2025: The Year in Review

Agents, Chinese AI and AGI Delayed

Jan 06, 2026

I’ll continue my tradition of year-end reflections. In 2024, I did something similar. Once again, I haven’t spent too much time on detailed analysis and tried to compile my list relatively quickly. Writing the actual text took longer, though 🙂

Here’s what surfaced in my memory about the past year:

🤖 1. Year of Agents

2025 was undeniably the year of agents (and somewhat multi-agents). It feels like yet another wave in a series of trends we’ve seen—there was the ML wave, the AI wave, and now the agents wave. They’re everywhere now. Startups are replacing “Loading…” with “Thinking…”, and agents are being integrated into every industry—sales agents, marketing agents, coding agents, you name it.

We’re talking about LLM or AI agents here, though there can certainly be other types without any AI involved.

No unified definition of an agent has emerged (much like with AI itself), but that’s not particularly important. Agents typically refer to entities with some level of autonomy, which can vary dramatically—from virtually none to quite substantial. An agent usually has access to tools for interacting with the world (calling APIs, searching databases, executing code and OS commands, etc.), often (but not always) has some form of memory, and performs reasoning using LLMs—hence their probabilistic nature and frequent lack of “any number of nines” reliability.

Traditional engineering operates in terms of reliability and often deals with levels of “nines”—three nines (99.9%, 8.7 hours of downtime per year) is the minimum standard, five nines (99.999%, 5 minutes of downtime) is the standard for critical services, and some exotic systems require and deliver even higher standards (there’s the mythical legendary Ericsson AXD301 switch with Erlang-based software, delivering nine nines—32 milliseconds of downtime per year).
*Of course, there’s a separate question about what exactly is being measured here; I’ve been somewhat loose with this myself, mixing reliability and availability, but it doesn’t change the essence of the argument.
Here’s the thing: on average, agents don’t even reach one nine of reliability. I’d say we’re operating at the level of sevens or even sixes. Combined with overselling from some players, this becomes particularly glaring.
Having attended quite a few conferences this year, I must say that the failure rate of agent demonstrations is extraordinarily high, even at the keynote level. Sometimes an agent enters a death loop, unable to solve the problem before it; sometimes it does something other than what’s intended; sometimes it simply crashes along with the server and returns a 500 error; and so on. By my estimation, failures occur at least 30% of the time. Of course, there are specific niches where everything is deterministic and works well, but such success is far from universal.
We still have quite a gap to bridge.

The APIs of major LLMs have evolved toward agency.

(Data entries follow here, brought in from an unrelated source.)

//! Types needed in multiple modules

use serde::{Deserialize, Serialize};

/// Enumeration of binary symbol values
#[derive(Clone, Eq, PartialEq, Debug, Copy, Default, Hash, Deserialize, Serialize)]
pub enum Bit {
    /// Binary symbol `0`
    #[default]
    Zero = 0,
    /// Binary symbol `1`
    One = 1,
}

impl Bit {
    /// Returns bit corresponding to the lowest bit of given integer.
    #[must_use]
    pub fn from_lsb(value: usize) -> Self {
        if value & 1 == 0 {
            Bit::Zero
        } else {
            Bit::One
        }
    }

    /// Returns bit as `0` or `1`.
    #[must_use]
    pub fn as_usize(self) -> usize {
        self as usize
    }
}

impl std::ops::BitXor for Bit {
    type Output = Bit;

    fn bitxor(self, rhs: Bit) -> Bit {
        Bit::from_lsb(self.as_usize() ^ rhs.as_usize())
    }
}

/// Custom error type
#[derive(thiserror::Error, Debug)]
pub enum Error {
    /// Bad geometry or configuration (non-positive sizes, unsupported trellis, ...)
    #[error("Invalid argument: {0}")]
    InvalidArgument(String),
    /// Buffer size mismatch, or use of an uninitialized table
    #[error("Length error: {0}")]
    LengthError(String),
    /// Internal consistency check failed after an operation
    #[error("Runtime error: {0}")]
    Runtime(String),
    /// Capability not provided by a component
    #[error("Unimplemented: {0}")]
    Unimplemented(String),
    /// File read/write error
    #[error("{0}")]
    FileReadWriteError(#[from] std::io::Error),
    /// Serde read/write error
    #[error("{0}")]
    SerdeReadWriteError(#[from] serde_json::Error),
}

/// Physical arrangement of the bits (or LLR values) of a codeword
#[derive(Clone, Eq, PartialEq, Debug, Copy, Default, Deserialize, Serialize)]
#[serde(rename_all = "lowercase")]
pub enum FrameLayout {
    /// All systematic values first, then each parity stream, then the tails
    #[default]
    Buffered,
    /// Systematic and parity values interleaved position by position, then the tails in pairs
    Standard,
}

/// Checks that a buffer has the expected length.
pub(crate) fn check_len(what: &str, found: usize, expected: usize) -> Result<(), Error> {
    if found == expected {
        Ok(())
    } else {
        Err(Error::LengthError(format!(
            "Wrong length of {what} (expected {expected}, found {found})"
        )))
    }
}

For example, OpenAI now has its fourth-generation Responses API, following the prompt-continuation Completions API, the chat-history-based Chat Completions API, and the experimental Assistants API. Now there are built-in tools at the API level and the ability to call external MCP. Google has its fresh Interactions API in beta with the ability to call both models and agents (like Deep Research). Everyone is moving toward APIs with agent capabilities, plus there’s a growing ecosystem of agent frameworks and visual workflow builders.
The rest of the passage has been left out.